I’ve long suspected – given stories told to me by older family members and friends – that the previous generations were nowhere near as chaste as we’ve often assumed (hoped?) they were. I can’t decide if that’s really comforting to confirm or not – I do occasionally enjoy getting caught up in fantasy and longing for a simpler time I never got to participate in. But at least the cultural rules of engagement were definitely more in line with my values (and those espoused here) back then than they are now.
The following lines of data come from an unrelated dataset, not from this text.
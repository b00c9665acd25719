// Copyright (c) 2025 Felix Kahle.
//
// Permission is hereby granted, free of charge, to any person obtaining
// a copy of this software and associated documentation files (the
// "Software"), to deal in the Software without restriction, including
// without limitation the rights to use, copy, modify, merge, publish,
// distribute, sublicense, and/or sell copies of the Software, and to
// permit persons to whom the Software is furnished to do so, subject to
// the following conditions:
//
// The above copyright notice and this permission notice shall be
// included in all copies or substantial portions of the Software.
//
// THE SOFTWARE IS PROVIDED "AS IS", WITHOUT WARRANTY OF ANY KIND,
// EXPRESS OR IMPLIED, INCLUDING BUT NOT LIMITED TO THE WARRANTIES OF
// MERCHANTABILITY, FITNESS FOR A PARTICULAR PURPOSE AND
// NONINFRINGEMENT. IN NO EVENT SHALL THE AUTHORS OR COPYRIGHT HOLDERS BE
// LIABLE FOR ANY CLAIM, DAMAGES OR OTHER LIABILITY, WHETHER IN AN ACTION
// OF CONTRACT, TORT OR OTHERWISE, ARISING FROM, OUT OF OR IN CONNECTION
// WITH THE SOFTWARE OR THE USE OR OTHER DEALINGS IN THE SOFTWARE.

//! The complement view: every value *not* in the backing set.

use crate::map::gaps::GapIndex;
use crate::set::{RangeSet, RangeSetMut};
use crate::view::sub::SubRangeSet;
use spanset_core::range::Range;

/// A live view of the values not in the backing set.
///
/// Reads walk the gaps of the backing index on demand; writes go to the
/// backing set with `add` and `remove` swapped. The backing is held by value,
/// so wrap a `&TreeRangeSet` for a read-only view, a `&mut TreeRangeSet` for
/// a mutating one, or another view to nest.
///
/// # Examples
///
/// ```rust
/// use spanset_core::range::Range;
/// use spanset_tree::set::{RangeSet, RangeSetMut, TreeRangeSet};
///
/// let mut set = TreeRangeSet::new();
/// set.add(Range::closed(1, 4));
///
/// let complement = set.complement();
/// assert!(complement.contains(&0) && !complement.contains(&3));
/// assert_eq!(
///     complement.ranges().collect::<Vec<_>>(),
///     [Range::less_than(1), Range::greater_than(4)],
/// );
///
/// // Adding to the complement removes from the set.
/// set.complement_mut().add(Range::singleton(2));
/// assert!(!set.contains(&2));
/// ```
#[derive(Clone, Copy, Debug)]
pub struct Complement<S> {
    backing: S,
}

impl<S> Complement<S> {
    pub(crate) fn new(backing: S) -> Self {
        Self { backing }
    }

    /// The complement of this view, which is the backing set itself.
    pub fn complement(self) -> S {
        self.backing
    }

    /// This view restricted to `window`.
    pub fn sub_range_set<T: Ord + Clone>(self, window: Range<T>) -> SubRangeSet<T, Self>
    where
        S: RangeSet<T>,
    {
        SubRangeSet::new(self, window)
    }
}

impl<T: Ord + Clone, S: RangeSet<T>> RangeSet<T> for Complement<S> {
    type Index<'a>
        = GapIndex<S::Index<'a>>
    where
        Self: 'a;

    fn ranges_by_lower_bound(&self) -> Self::Index<'_> {
        GapIndex::new(self.backing.ranges_by_lower_bound())
    }
}

impl<T: Ord + Clone, S: RangeSetMut<T>> RangeSetMut<T> for Complement<S> {
    fn add(&mut self, range: Range<T>) {
        self.backing.remove(range);
    }

    fn remove(&mut self, range: Range<T>) {
        self.backing.add(range);
    }
}
// Copyright (c) 2025 Felix Kahle.
//
// Permission is hereby granted, free of charge, to any person obtaining
// a copy of this software and associated documentation files (the
// "Software"), to deal in the Software without restriction, including
// without limitation the rights to use, copy, modify, merge, publish,
// distribute, sublicense, and/or sell copies of the Software, and to
// permit persons to whom the Software is furnished to do so, subject to
// the following conditions:
//
// The above copyright notice and this permission notice shall be
// included in all copies or substantial portions of the Software.
//
// THE SOFTWARE IS PROVIDED "AS IS", WITHOUT WARRANTY OF ANY KIND,
// EXPRESS OR IMPLIED, INCLUDING BUT NOT LIMITED TO THE WARRANTIES OF
// MERCHANTABILITY, FITNESS FOR A PARTICULAR PURPOSE AND
// NONINFRINGEMENT. IN NO EVENT SHALL THE AUTHORS OR COPYRIGHT HOLDERS BE
// LIABLE FOR ANY CLAIM, DAMAGES OR OTHER LIABILITY, WHETHER IN AN ACTION
// OF CONTRACT, TORT OR OTHERWISE, ARISING FROM, OUT OF OR IN CONNECTION
// WITH THE SOFTWARE OR THE USE OR OTHER DEALINGS IN THE SOFTWARE.

//! # Range Sets
//!
//! The [`RangeSet`] read contract, the [`RangeSetMut`] write contract, and
//! the concrete [`TreeRangeSet`] container.
//!
//! Every query is written once against the navigable index layer, so the
//! concrete set and the derived views share a single implementation of
//! `contains`, `encloses`, `span`, and friends; a view only supplies its own
//! index. Mutation is what distinguishes the implementations: the tree
//! coalesces on `add` and splits on `remove`, the complement view swaps the
//! two, and the windowed view guards and clips them.
//!
//! Blanket implementations over `&S` and `&mut S` let views wrap borrows, so
//! a read-only view can coexist with other readers while a mutating view
//! holds the set exclusively. A mutation racing an iteration over a view is
//! therefore rejected by the borrow checker instead of producing an undefined
//! observation order.

use crate::map::lower::LowerIndex;
use crate::map::upper::UpperIndex;
use crate::map::{CutMap, Entry};
use crate::view::complement::Complement;
use crate::view::sub::SubRangeSet;
use smallvec::SmallVec;
use spanset_core::cut::Cut;
use spanset_core::range::Range;
use std::collections::BTreeMap;
use std::fmt;
use std::ops::Bound;

/// Iterator over the ranges of a set, as produced by [`RangeSet::ranges`].
pub type Ranges<I, T> = std::iter::Map<I, fn(Entry<T>) -> Range<T>>;

fn entry_value<T>(entry: Entry<T>) -> Range<T> {
    entry.1
}
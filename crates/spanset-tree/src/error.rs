// Copyright (c) 2025 Felix Kahle.
//
// Permission is hereby granted, free of charge, to any person obtaining
// a copy of this software and associated documentation files (the
// "Software"), to deal in the Software without restriction, including
// without limitation the rights to use, copy, modify, merge, publish,
// distribute, sublicense, and/or sell copies of the Software, and to
// permit persons to whom the Software is furnished to do so, subject to
// the following conditions:
//
// The above copyright notice and this permission notice shall be
// included in all copies or substantial portions of the Software.
//
// THE SOFTWARE IS PROVIDED "AS IS", WITHOUT WARRANTY OF ANY KIND,
// EXPRESS OR IMPLIED, INCLUDING BUT NOT LIMITED TO THE WARRANTIES OF
// MERCHANTABILITY, FITNESS FOR A PARTICULAR PURPOSE AND
// NONINFRINGEMENT. IN NO EVENT SHALL THE AUTHORS OR COPYRIGHT HOLDERS BE
// LIABLE FOR ANY CLAIM, DAMAGES OR OTHER LIABILITY, WHETHER IN AN ACTION
// OF CONTRACT, TORT OR OTHERWISE, ARISING FROM, OUT OF OR IN CONNECTION
// WITH THE SOFTWARE OR THE USE OR OTHER DEALINGS IN THE SOFTWARE.

//! Error types for the fallible range-set operations.

use spanset_core::range::Range;
use std::fmt;

/// A range offered to a windowed view was not enclosed by its window.
#[derive(Debug, Clone, PartialEq, Eq)]
pub struct OutsideWindowError<T> {
    range: Range<T>,
    window: Range<T>,
}

impl<T> OutsideWindowError<T> {
    pub(crate) fn new(range: Range<T>, window: Range<T>) -> Self {
        Self { range, window }
    }

    /// The rejected range.
    pub fn range(&self) -> &Range<T> {
        &self.range
    }

    /// The window of the view that rejected it.
    pub fn window(&self) -> &Range<T> {
        &self.window
    }
}

impl<T: fmt::Display> fmt::Display for OutsideWindowError<T> {
    fn fmt(&self, f: &mut fmt::Formatter<'_>) -> fmt::Result {
        write!(
            f,
            "Range {} lies outside the view window {}",
            self.range, self.window
        )
    }
}

impl<T: fmt::Debug + fmt::Display> std::error::Error for OutsideWindowError<T> {}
I’m 27 and female, single (for years now), living in a very big city and struggling with an increasingly disgusting sexual/romantic marketplace. Sometimes it’s hard to see the light at the end of the tunnel, especially when I read the sort of almost-hopeless advice dished out to girls many years younger than I am. Still, HUS has largely been a port in the storm (except on rare-ish occasions when the comment threads become particularly depressing) and much of the advice given has been pricelessly helpful so far.
Scoot, welcome aboard.
Watch out for assholes.
Different window. If your last post is right, there has been a brain drain, squandering of potential, neuroticism uptick, millions of violent crimes committed because of that change. Since there are advanced civilizations still practicing the archaic family-involved marriage, the changes were not inevitable.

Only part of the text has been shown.